The historical shadow of segregation on human capital and upward mobility

Project Summary:

This project expands on recent path-breaking work that has documented substantial variation in rates of social mobility across locations in the United States. Where children grow up has a strong influence on the probability that they will earn more than their parents in adulthood, with some regions highly mobile and others lagging far behind. This research suggests that regional differences in opportunity might be explained not only by contemporary characteristics but also by historical disparities. The researchers will merge the Panel Study of Income Dynamics (PSID) with Raj Chetty and others’ Equality of Opportunity dataset, and the Logan-Parman index of inequality, providing a profound advancement in the literature with strong policy implications.

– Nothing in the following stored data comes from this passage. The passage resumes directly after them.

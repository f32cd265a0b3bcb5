use chrono::Utc;
use sea_orm::{
    ActiveModelTrait, ActiveValue, DatabaseConnection, DbErr, DeleteResult, EntityTrait,
    QueryOrder,
};

pub struct SchoolClassRepository<'a> {
    db: &'a DatabaseConnection,
}

impl<'a> SchoolClassRepository<'a> {
    pub fn new(db: &'a DatabaseConnection) -> Self {
        Self { db }
    }

    pub async fn create(
        &self,
        name: &str,
        programme: &str,
    ) -> Result<entity::school_class::Model, DbErr> {
        let class = entity::school_class::ActiveModel {
            name: ActiveValue::Set(name.to_string()),
            programme: ActiveValue::Set(programme.to_string()),
            created_at: ActiveValue::Set(Utc::now().naive_utc()),
            ..Default::default()
        };

        class.insert(self.db).await
    }

    pub async fn list(&self) -> Result<Vec<entity::school_class::Model>, DbErr> {
        entity::prelude::SchoolClass::find()
            .order_by_asc(entity::school_class::Column::Name)
            .all(self.db)
            .await
    }

    pub async fn delete(&self, class_id: i32) -> Result<DeleteResult, DbErr> {
        entity::prelude::SchoolClass::delete_by_id(class_id)
            .exec(self.db)
            .await
    }
}
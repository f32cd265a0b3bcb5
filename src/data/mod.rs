pub mod admin;
pub mod candidate;
pub mod document;
pub mod house;
pub mod log;
pub mod payment;
pub mod programme;
pub mod school_class;
use sea_orm::entity::prelude::*;
use serde::{Deserialize, Serialize};

/// Reference to an admission document stored on the external image/file host.
#[derive(Clone, Debug, PartialEq, DeriveEntityModel, Serialize, Deserialize)]
#[sea_orm(table_name = "document")]
pub struct Model {
    #[sea_orm(primary_key)]
    pub id: i32,
    pub name: String,
    pub url: String,
    pub created_at: DateTime,
}

#[derive(Copy, Clone, Debug, EnumIter, DeriveRelation)]
pub enum Relation {}

impl ActiveModelBehavior for ActiveModel {}
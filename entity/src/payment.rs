use sea_orm::entity::prelude::*;
use serde::{Deserialize, Serialize};

/// One payment attempt. Status moves pending -> completed | failed and never
/// transitions backward.
#[derive(Clone, Debug, PartialEq, DeriveEntityModel, Serialize, Deserialize)]
#[sea_orm(table_name = "payment")]
pub struct Model {
    #[sea_orm(primary_key)]
    pub id: i32,
    #[sea_orm(unique)]
    pub client_reference: String,
    pub index_number: String,
    #[sea_orm(column_type = "Double")]
    pub amount: f64,
    pub status: String,
    /// Checkout handle returned by the payment provider.
    pub checkout_id: Option<String>,
    pub created_at: DateTime,
}

#[derive(Copy, Clone, Debug, EnumIter, DeriveRelation)]
pub enum Relation {}

impl ActiveModelBehavior for ActiveModel {}
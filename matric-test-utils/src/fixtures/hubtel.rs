//! Mock Hubtel endpoints for tests.
//!
//! Paths here match the URLs the test Hubtel client is built with in
//! [`crate::setup::TestSetup`].

use mockito::{Matcher, Mock, ServerGuard};

use crate::constant::{CHECKOUT_PATH, SMS_PATH, STATUS_PATH};

/// Mount a successful checkout initiation endpoint.
pub fn mock_checkout_endpoint(
    server: &mut ServerGuard,
    checkout_id: &str,
    expected_requests: usize,
) -> Mock {
    let body = serde_json::json!({
        "data": {
            "checkoutDirectUrl": format!("{}/pay/{}", server.url(), checkout_id),
            "checkoutId": checkout_id,
        }
    });

    server
        .mock("POST", CHECKOUT_PATH)
        .with_status(200)
        .with_header("content-type", "application/json")
        .with_body(body.to_string())
        .expect(expected_requests)
        .create()
}

/// Mount a transaction status endpoint answering with the given provider
/// status, e.g. `"Success"`, `"Failed"`, or `"Unpaid"`.
pub fn mock_status_endpoint(
    server: &mut ServerGuard,
    client_reference: &str,
    transaction_status: &str,
    expected_requests: usize,
) -> Mock {
    let body = serde_json::json!({
        "data": {
            "TransactionStatus": transaction_status,
        }
    });

    server
        .mock("GET", STATUS_PATH)
        .match_query(Matcher::UrlEncoded(
            "clientReference".to_string(),
            client_reference.to_string(),
        ))
        .with_status(200)
        .with_header("content-type", "application/json")
        .with_body(body.to_string())
        .expect(expected_requests)
        .create()
}

/// Mount an SMS endpoint that accepts any message.
pub fn mock_sms_endpoint(server: &mut ServerGuard, expected_requests: usize) -> Mock {
    server
        .mock("GET", SMS_PATH)
        .match_query(Matcher::Any)
        .with_status(200)
        .with_header("content-type", "application/json")
        .with_body(r#"{"status": 0}"#)
        .expect(expected_requests)
        .create()
}

/// Mount an SMS endpoint whose gateway rejects every message.
pub fn mock_sms_rejected_endpoint(server: &mut ServerGuard, expected_requests: usize) -> Mock {
    server
        .mock("GET", SMS_PATH)
        .match_query(Matcher::Any)
        .with_status(200)
        .with_header("content-type", "application/json")
        .with_body(r#"{"status": 5}"#)
        .expect(expected_requests)
        .create()
}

Rodney Andrews, a Harvard University Robert Wood Johnson Foundation Scholar, is an assistant professor of economics in the School of Economic, Political and Policy Sciences and director of the Texas Schools Project. While Dr. Andrews has investigated a range of topics including health policy, his recent focus is on the economics of education and, more specifically, the topics of college paths, returns to college quality, and pre-K effects on student achievement. Papers on these topics and other education research can be found under “Papers.” Furthermore, Dr. Andrews’ has also completed research focusing on the college application process and how it is impacted by financial assistance in “The Effects of the Kalamazoo Promise on College Choice” and “Estimating the Responsiveness of College Applications to the Likelihood of Acceptance and Financial Assistance: Evidence from Texas,” both that have been published in the Economics of Education Review. Dr. Andrews received his PhD in Economics from the University of Michigan.